Many of the tweeters demanded the withdrawal of confidence from former health secretary Matt Hancock and former chancellor Kwasi Kwarteng and their removal from their positions as MPs in the House of Commons and their trial.

The tweeters highlighted the National Health Service (NHS), which suffered from neglect and default over ten years during the rule of the Conservative Party, noting that they are destroying the British economy.


External Revenue

British MPs have declared £8.07 million ($9.9 million) in outside earnings in the past year, including payments for second jobs, speeches, TV appearances, and books, with the former prime minister Boris Johnson accounting for more than a quarter of the total, according to a report by the Press Association published in late January.

Johnson earned £2.3 million ($2.8 million) in the past 12 months, on top of the £84,000 ($103,900) salary he received as a Tory MP.

Johnson’s total outside earnings make him the highest-paid MP over the past year, far outstripping his predecessor Theresa May, who declared £965,000 ($1.19 million) in speaking fees.

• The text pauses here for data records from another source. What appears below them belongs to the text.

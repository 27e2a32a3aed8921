//! HERE autocomplete adapter
//!
//! Requires an API key (`apiKey` query parameter). Autocomplete responses
//! carry no coordinates, so `lat`/`lon` are always `"0"`. The label is the
//! first segment of the address label; the secondary context joins the
//! structured parts in district, city, postcode, state, country order.

use super::traits::*;
use crate::error::SuggestError;
use crate::query::QueryPairs;
use crate::suggestions::{
    HashIds, IdGenerator, LocationSuggestion, ProviderConfig, NEUTRAL_IMPORTANCE, UNKNOWN_LOCATION,
};
use serde::Deserialize;
use serde_json::Value;
use std::sync::Arc;

const BASE_URL: &str = "https://autocomplete.search.hereapi.com/v1/autocomplete";

/// Query options for the HERE autocomplete API.
#[derive(Debug, Clone, Default)]
pub struct HereOptions {
    /// Search context center, `{lat},{lng}`.
    pub at: Option<String>,
    /// Hard geographic filter: country codes, `circle:...` or `bbox:...`.
    pub r#in: Option<String>,
    /// Restrict result types: "area", "city", "postalCode".
    pub types: Option<Vec<String>>,
    /// Preferred BCP-47 response languages.
    pub lang: Option<Vec<String>>,
    /// Additional response fields, e.g. "streetInfo".
    pub show: Option<Vec<String>>,
    /// Political view, ISO 3166-1 alpha3 uppercase.
    pub political_view: Option<String>,
    /// Maximum number of results. Default: 10.
    pub limit: Option<u32>,
}

#[derive(Debug, Default, Deserialize)]
#[serde(default)]
struct HereRecord {
    title: Option<String>,
    id: Option<String>,
    #[serde(rename = "resultType")]
    result_type: Option<String>,
    address: Option<HereAddress>,
}

#[derive(Debug, Default, Deserialize)]
#[serde(default)]
struct HereAddress {
    label: Option<String>,
    state: Option<String>,
    city: Option<String>,
    district: Option<String>,
    #[serde(rename = "postalCode")]
    postal_code: Option<String>,
    #[serde(rename = "countryName")]
    country_name: Option<String>,
}

pub struct Here {
    options: HereOptions,
    ids: Arc<dyn IdGenerator>,
}

impl Here {
    pub fn new() -> Self {
        Self::with_options(HereOptions::default())
    }

    pub fn with_options(options: HereOptions) -> Self {
        Self {
            options,
            ids: Arc::new(HashIds),
        }
    }

    pub fn with_id_generator(mut self, ids: Arc<dyn IdGenerator>) -> Self {
        self.ids = ids;
        self
    }
}

impl Default for Here {
    fn default() -> Self {
        Self::new()
    }
}

#[async_trait::async_trait]
impl Provider for Here {
    fn name(&self) -> &'static str {
        "here"
    }

    fn default_base_url(&self) -> &'static str {
        BASE_URL
    }

    fn requires_api_key(&self) -> bool {
        true
    }

    fn build_request(
        &self,
        text: &str,
        config: &ProviderConfig,
    ) -> Result<ProviderRequest, SuggestError> {
        let opts = &self.options;
        let mut pairs = QueryPairs::new();
        pairs
            .push("at", opts.at.clone())
            .push("in", opts.r#in.clone())
            .push("politicalView", opts.political_view.clone())
            .push("q", text)
            .push("apiKey", config.api_key())
            .push("limit", opts.limit.unwrap_or(10))
            .push("types", opts.types.as_ref().map(|t| t.join(",")))
            .push("show", opts.show.as_ref().map(|s| s.join(",")))
            .push("lang", opts.lang.as_ref().map(|l| l.join(",")));

        let url = format!("{}?{}", config.endpoint(BASE_URL), pairs.encode());
        Ok(ProviderRequest::get(url))
    }

    fn extract_items(&self, body: &Value) -> Vec<Value> {
        body.get("items")
            .and_then(Value::as_array)
            .cloned()
            .unwrap_or_default()
    }

    fn normalize(&self, item: &Value) -> LocationSuggestion {
        let record: HereRecord = serde_json::from_value(item.clone()).unwrap_or_default();
        let address = record.address.unwrap_or_default();
        let full_label = address.label.clone().unwrap_or_default();
        let label = full_label
            .split(',')
            .next()
            .unwrap_or_default()
            .to_string();

        let info = join_parts(&[
            address.district.as_deref(),
            address.city.as_deref(),
            address.postal_code.as_deref(),
            address.state.as_deref(),
            address.country_name.as_deref(),
        ]);
        // No structured parts at all: fall back to the short label.
        let info = if info.is_empty() { label.clone() } else { info };

        LocationSuggestion {
            place_id: nonempty(record.id).unwrap_or_else(|| self.ids.place_id(item)),
            label: label.clone(),
            address_info: address_info(info),
            formatted_address: nonempty(record.title)
                .or_else(|| nonempty(address.label))
                .unwrap_or_else(|| UNKNOWN_LOCATION.to_string()),
            lat: "0".to_string(),
            lon: "0".to_string(),
            kind: nonempty(record.result_type).unwrap_or_else(|| "unknown".to_string()),
            importance: NEUTRAL_IMPORTANCE,
            raw: Some(item.clone()),
        }
    }
}

#[cfg(test)]
mod tests {
    use super::*;
    use crate::network::HttpClient;
    use serde_json::json;
    use wiremock::matchers::{method, query_param};
    use wiremock::{Mock, MockServer, ResponseTemplate};

    #[test]
    fn splits_label_and_joins_address_parts() {
        let record = json!({
            "title": "Garden Road, Eastbourne, England",
            "id": "here:af:streetsection:abc",
            "resultType": "street",
            "address": {
                "label": "Garden Road, Eastbourne, BN20 8HF, England",
                "district": "Eastbourne",
                "city": "Eastbourne",
                "postalCode": "BN20 8HF",
                "state": "England",
                "countryName": "United Kingdom"
            }
        });

        let suggestion = Here::new().normalize(&record);
        assert_eq!(suggestion.place_id, "here:af:streetsection:abc");
        assert_eq!(suggestion.label, "Garden Road");
        assert_eq!(
            suggestion.address_info.as_deref(),
            Some("Eastbourne, Eastbourne, BN20 8HF, England, United Kingdom")
        );
        assert_eq!(
            suggestion.formatted_address,
            "Garden Road, Eastbourne, England"
        );
        assert_eq!(suggestion.kind, "street");
        assert_eq!(suggestion.lat, "0");
    }

    #[test]
    fn normalize_is_total_on_empty_record() {
        let suggestion = Here::new().normalize(&json!({}));
        assert!(!suggestion.place_id.is_empty());
        assert_eq!(suggestion.formatted_address, "Unknown location");
        assert_eq!(suggestion.label, "");
        assert_eq!(suggestion.address_info, None);
        assert_eq!(suggestion.importance, 0.5);
    }

    #[tokio::test]
    async fn query_joins_list_options() {
        let server = MockServer::start().await;
        let provider = Here::with_options(HereOptions {
            types: Some(vec!["city".to_string(), "area".to_string()]),
            lang: Some(vec!["en".to_string()]),
            ..Default::default()
        });

        Mock::given(method("GET"))
            .and(query_param("q", "Eastbourne"))
            .and(query_param("apiKey", "secret"))
            .and(query_param("limit", "10"))
            .and(query_param("types", "city,area"))
            .and(query_param("lang", "en"))
            .respond_with(ResponseTemplate::new(200).set_body_json(json!({
                "items": [{"title": "Eastbourne", "id": "x"}]
            })))
            .mount(&server)
            .await;

        let client = HttpClient::new().unwrap();
        let config = ProviderConfig::new()
            .with_api_key("secret")
            .with_base_url(server.uri());
        let items = provider.query(&client, "Eastbourne", &config).await.unwrap();

        assert_eq!(items.len(), 1);
    }

    #[tokio::test]
    async fn rejects_without_api_key() {
        let client = HttpClient::new().unwrap();
        let err = Here::new()
            .query(&client, "Eastbourne", &ProviderConfig::new())
            .await
            .unwrap_err();
        assert!(matches!(err, SuggestError::MissingApiKey { provider: "here" }));
    }
}
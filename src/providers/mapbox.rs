//! Mapbox Search Box suggest adapter
//!
//! Requires an API key (`access_token` query parameter). Suggest responses
//! carry no coordinates; retrieving them needs a follow-up call, so
//! `lat`/`lon` are always `"0"` here. A session token groups calls for
//! billing; one is generated per adapter instance unless supplied.

use super::traits::*;
use crate::error::SuggestError;
use crate::query::QueryPairs;
use crate::suggestions::{
    HashIds, IdGenerator, LocationSuggestion, ProviderConfig, NEUTRAL_IMPORTANCE, UNKNOWN_LOCATION,
};
use serde::Deserialize;
use serde_json::Value;
use std::sync::Arc;
use uuid::Uuid;

const BASE_URL: &str = "https://api.mapbox.com/search/searchbox/v1/suggest";

/// Query options for the Mapbox Search Box suggest API.
#[derive(Debug, Clone, Default)]
pub struct MapboxOptions {
    /// ISO language code, e.g. "en".
    pub language: Option<String>,
    /// Maximum number of results, up to 10. Default: 10.
    pub limit: Option<u32>,
    /// `"ip"` or `lon,lat` to bias towards a point.
    pub proximity: Option<String>,
    /// `minLon,minLat,maxLon,maxLat` bounding box.
    pub bbox: Option<String>,
    /// Comma-separated ISO 3166-1 alpha2 codes.
    pub country: Option<String>,
    /// Comma-separated feature types, e.g. "city,postcode".
    pub types: Option<String>,
    /// Comma-separated POI categories to include.
    pub poi_category: Option<String>,
    /// Billing session token; generated per instance when unset.
    pub session_token: Option<String>,
}

#[derive(Debug, Default, Deserialize)]
#[serde(default)]
struct MapboxRecord {
    name: Option<String>,
    mapbox_id: Option<String>,
    feature_type: Option<String>,
    address: Option<String>,
    full_address: Option<String>,
    place_formatted: Option<String>,
}

pub struct Mapbox {
    options: MapboxOptions,
    session_token: String,
    ids: Arc<dyn IdGenerator>,
}

impl Mapbox {
    pub fn new() -> Self {
        Self::with_options(MapboxOptions::default())
    }

    pub fn with_options(options: MapboxOptions) -> Self {
        let session_token = options
            .session_token
            .clone()
            .unwrap_or_else(|| Uuid::new_v4().to_string());
        Self {
            options,
            session_token,
            ids: Arc::new(HashIds),
        }
    }

    pub fn with_id_generator(mut self, ids: Arc<dyn IdGenerator>) -> Self {
        self.ids = ids;
        self
    }
}

impl Default for Mapbox {
    fn default() -> Self {
        Self::new()
    }
}

#[async_trait::async_trait]
impl Provider for Mapbox {
    fn name(&self) -> &'static str {
        "mapbox"
    }

    fn default_base_url(&self) -> &'static str {
        BASE_URL
    }

    fn requires_api_key(&self) -> bool {
        true
    }

    fn build_request(
        &self,
        text: &str,
        config: &ProviderConfig,
    ) -> Result<ProviderRequest, SuggestError> {
        let opts = &self.options;
        let mut pairs = QueryPairs::new();
        pairs
            .push("language", opts.language.clone())
            .push("proximity", opts.proximity.clone())
            .push("bbox", opts.bbox.clone())
            .push("country", opts.country.clone())
            .push("types", opts.types.clone())
            .push("poi_category", opts.poi_category.clone())
            .push("access_token", config.api_key())
            .push("limit", opts.limit.unwrap_or(10))
            .push("q", text)
            .push("session_token", self.session_token.clone());

        let url = format!("{}?{}", config.endpoint(BASE_URL), pairs.encode());
        Ok(ProviderRequest::get(url))
    }

    fn extract_items(&self, body: &Value) -> Vec<Value> {
        body.get("suggestions")
            .and_then(Value::as_array)
            .cloned()
            .unwrap_or_default()
    }

    fn normalize(&self, item: &Value) -> LocationSuggestion {
        let record: MapboxRecord = serde_json::from_value(item.clone()).unwrap_or_default();

        LocationSuggestion {
            place_id: nonempty(record.mapbox_id).unwrap_or_else(|| self.ids.place_id(item)),
            label: nonempty(record.address.clone())
                .or_else(|| nonempty(record.name))
                .unwrap_or_default(),
            address_info: nonempty(record.place_formatted),
            formatted_address: nonempty(record.full_address)
                .or_else(|| nonempty(record.address))
                .unwrap_or_else(|| UNKNOWN_LOCATION.to_string()),
            lat: "0".to_string(),
            lon: "0".to_string(),
            kind: nonempty(record.feature_type).unwrap_or_else(|| "unknown".to_string()),
            importance: NEUTRAL_IMPORTANCE,
            raw: Some(item.clone()),
        }
    }
}

#[cfg(test)]
mod tests {
    use super::*;
    use crate::network::HttpClient;
    use serde_json::json;
    use wiremock::matchers::{method, query_param};
    use wiremock::{Mock, MockServer, ResponseTemplate};

    #[test]
    fn normalizes_suggestion() {
        let record = json!({
            "name": "Alexanderplatz",
            "mapbox_id": "dXJuOm1ieHBvaQ",
            "feature_type": "poi",
            "full_address": "Alexanderplatz, 10178 Berlin, Germany",
            "place_formatted": "10178 Berlin, Germany"
        });

        let suggestion = Mapbox::new().normalize(&record);
        assert_eq!(suggestion.place_id, "dXJuOm1ieHBvaQ");
        assert_eq!(suggestion.label, "Alexanderplatz");
        assert_eq!(
            suggestion.address_info.as_deref(),
            Some("10178 Berlin, Germany")
        );
        assert_eq!(
            suggestion.formatted_address,
            "Alexanderplatz, 10178 Berlin, Germany"
        );
        assert_eq!(suggestion.kind, "poi");
        assert_eq!(suggestion.lat, "0");
    }

    #[test]
    fn normalize_is_total_on_empty_record() {
        let suggestion = Mapbox::new().normalize(&json!({}));
        assert!(!suggestion.place_id.is_empty());
        assert_eq!(suggestion.formatted_address, "Unknown location");
        assert_eq!(suggestion.address_info, None);
        assert_eq!(suggestion.importance, 0.5);
    }

    #[tokio::test]
    async fn query_injects_session_token_and_limit() {
        let server = MockServer::start().await;
        let provider = Mapbox::with_options(MapboxOptions {
            session_token: Some("sess-1".to_string()),
            ..Default::default()
        });

        Mock::given(method("GET"))
            .and(query_param("q", "Alexanderplatz"))
            .and(query_param("access_token", "secret"))
            .and(query_param("limit", "10"))
            .and(query_param("session_token", "sess-1"))
            .respond_with(ResponseTemplate::new(200).set_body_json(json!({
                "suggestions": [{"name": "Alexanderplatz", "mapbox_id": "x"}]
            })))
            .mount(&server)
            .await;

        let client = HttpClient::new().unwrap();
        let config = ProviderConfig::new()
            .with_api_key("secret")
            .with_base_url(server.uri());
        let items = provider
            .query(&client, "Alexanderplatz", &config)
            .await
            .unwrap();

        assert_eq!(items.len(), 1);
    }

    #[tokio::test]
    async fn rejects_without_api_key() {
        let client = HttpClient::new().unwrap();
        let err = Mapbox::new()
            .query(&client, "Berlin", &ProviderConfig::new())
            .await
            .unwrap_err();
        assert!(err.is_configuration());
    }
}
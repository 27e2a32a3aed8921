//! HTTP layer for talking to geocoding providers

mod client;

pub use client::{Fetched, HttpClient};
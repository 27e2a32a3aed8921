//! OpenCage geosearch adapter
//!
//! Requires an API key, passed as the `key` query parameter. OpenCage
//! returns no per-result identifier, so `place_id` is always synthesized.

use super::traits::*;
use crate::error::SuggestError;
use crate::query::QueryPairs;
use crate::suggestions::{
    HashIds, IdGenerator, LocationSuggestion, ProviderConfig, NEUTRAL_IMPORTANCE, UNKNOWN_LOCATION,
};
use serde::Deserialize;
use serde_json::Value;
use std::sync::Arc;

const BASE_URL: &str = "https://api.opencagedata.com/geosearch";

/// Query options for the OpenCage geosearch API.
#[derive(Debug, Clone, Default)]
pub struct OpenCageOptions {
    /// Bounding box `minLon,minLat,maxLon,maxLat`.
    pub bounds: Option<String>,
    /// Two-letter ISO 3166-1 alpha2 code, lowercase.
    pub countrycode: Option<String>,
    /// Result language. Default: "en".
    pub language: Option<String>,
    /// Maximum number of results. Default: 10.
    pub limit: Option<u32>,
}

#[derive(Debug, Default, Deserialize)]
#[serde(default)]
struct OpenCageRecord {
    formatted: Option<String>,
    name: Option<String>,
    geometry: Option<OpenCageGeometry>,
}

#[derive(Debug, Default, Deserialize)]
#[serde(default)]
struct OpenCageGeometry {
    lat: Option<Value>,
    lng: Option<Value>,
}

pub struct OpenCage {
    options: OpenCageOptions,
    ids: Arc<dyn IdGenerator>,
}

impl OpenCage {
    pub fn new() -> Self {
        Self::with_options(OpenCageOptions::default())
    }

    pub fn with_options(options: OpenCageOptions) -> Self {
        Self {
            options,
            ids: Arc::new(HashIds),
        }
    }

    pub fn with_id_generator(mut self, ids: Arc<dyn IdGenerator>) -> Self {
        self.ids = ids;
        self
    }
}

impl Default for OpenCage {
    fn default() -> Self {
        Self::new()
    }
}

#[async_trait::async_trait]
impl Provider for OpenCage {
    fn name(&self) -> &'static str {
        "opencage"
    }

    fn default_base_url(&self) -> &'static str {
        BASE_URL
    }

    fn requires_api_key(&self) -> bool {
        true
    }

    fn build_request(
        &self,
        text: &str,
        config: &ProviderConfig,
    ) -> Result<ProviderRequest, SuggestError> {
        let opts = &self.options;
        let mut pairs = QueryPairs::new();
        pairs
            .push("bounds", opts.bounds.clone())
            .push("countrycode", opts.countrycode.clone())
            .push("q", text)
            .push("key", config.api_key())
            .push("limit", opts.limit.unwrap_or(10))
            .push("language", opts.language.clone().unwrap_or_else(|| "en".to_string()));

        let url = format!("{}?{}", config.endpoint(BASE_URL), pairs.encode());
        Ok(ProviderRequest::get(url))
    }

    fn extract_items(&self, body: &Value) -> Vec<Value> {
        body.get("results")
            .and_then(Value::as_array)
            .cloned()
            .unwrap_or_default()
    }

    fn normalize(&self, item: &Value) -> LocationSuggestion {
        let record: OpenCageRecord = serde_json::from_value(item.clone()).unwrap_or_default();
        let geometry = record.geometry.unwrap_or_default();

        LocationSuggestion {
            place_id: self.ids.place_id(item),
            label: record.name.unwrap_or_default(),
            address_info: None,
            formatted_address: nonempty(record.formatted)
                .unwrap_or_else(|| UNKNOWN_LOCATION.to_string()),
            lat: scalar_string(geometry.lat.as_ref()).unwrap_or_else(|| "0".to_string()),
            lon: scalar_string(geometry.lng.as_ref()).unwrap_or_else(|| "0".to_string()),
            kind: "location".to_string(),
            importance: NEUTRAL_IMPORTANCE,
            raw: Some(item.clone()),
        }
    }
}

#[cfg(test)]
mod tests {
    use super::*;
    use crate::network::HttpClient;
    use serde_json::json;
    use wiremock::matchers::{method, query_param};
    use wiremock::{Mock, MockServer, ResponseTemplate};

    #[test]
    fn normalizes_result_with_geometry() {
        let record = json!({
            "formatted": "Berlin, Germany",
            "geometry": {"lat": 52.517, "lng": 13.3888}
        });

        let suggestion = OpenCage::new().normalize(&record);
        assert_eq!(suggestion.formatted_address, "Berlin, Germany");
        assert_eq!(suggestion.lat, "52.517");
        assert_eq!(suggestion.lon, "13.3888");
        assert_eq!(suggestion.kind, "location");
        assert_eq!(suggestion.importance, 0.5);
    }

    #[test]
    fn synthesized_ids_are_stable_per_record() {
        let provider = OpenCage::new();
        let record = json!({"formatted": "Berlin, Germany"});
        assert_eq!(
            provider.normalize(&record).place_id,
            provider.normalize(&record).place_id
        );
    }

    #[test]
    fn normalize_is_total_on_empty_record() {
        let suggestion = OpenCage::new().normalize(&json!({}));
        assert_eq!(suggestion.formatted_address, "Unknown location");
        assert_eq!(suggestion.lat, "0");
        assert_eq!(suggestion.lon, "0");
        assert!(!suggestion.place_id.is_empty());
    }

    #[tokio::test]
    async fn rejects_without_api_key_before_any_fetch() {
        let server = MockServer::start().await;
        // Zero expected requests: the precondition fires first.
        Mock::given(method("GET"))
            .respond_with(ResponseTemplate::new(200).set_body_json(json!({"results": []})))
            .expect(0)
            .mount(&server)
            .await;

        let client = HttpClient::new().unwrap();
        let config = ProviderConfig::new().with_base_url(server.uri());
        let err = OpenCage::new()
            .query(&client, "Berlin", &config)
            .await
            .unwrap_err();

        assert!(err.is_configuration());
    }

    #[tokio::test]
    async fn query_unwraps_results_envelope() {
        let server = MockServer::start().await;
        Mock::given(method("GET"))
            .and(query_param("key", "secret"))
            .and(query_param("language", "en"))
            .respond_with(ResponseTemplate::new(200).set_body_json(json!({
                "results": [{"formatted": "Berlin, Germany"}],
                "total_results": 1
            })))
            .mount(&server)
            .await;

        let client = HttpClient::new().unwrap();
        let config = ProviderConfig::new()
            .with_api_key("secret")
            .with_base_url(server.uri());
        let suggestions = OpenCage::new()
            .suggest(&client, "Berlin", &config)
            .await
            .unwrap();

        assert_eq!(suggestions.len(), 1);
        assert_eq!(suggestions[0].formatted_address, "Berlin, Germany");
    }
}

Most of May’s earnings are used to fund her private office and charitable work, with the former prime minister drawing an annual salary of £85,000 ($105,000) in addition to her Tory MP’s pay.

Just three MPs account for half of declared outside earnings: Johnson, May, and former attorney general Geoffrey Cox, who earned £880,290 ($1.09 million) from his legal work.

Tory Geoffrey was criticized in 2021 after it emerged that he had used a proxy to vote in Parliament while working on a corruption inquiry in the British Virgin Islands.

Other high earners include Tory Matt Hancock, who has declared £442,697 ($547,000) over the past year, including £320,000 ($396,000) from appearing on I’m a Celebrity…Get Me Out of Here!

It is noteworthy that 9 of the top 10 earners were Conservative MPs, according to the agency’s report.

Some 39 MPs were paid more than the median U.K. salary of £31,000 ($38,000) in outside earnings alone, although 409 declared no outside earnings at all.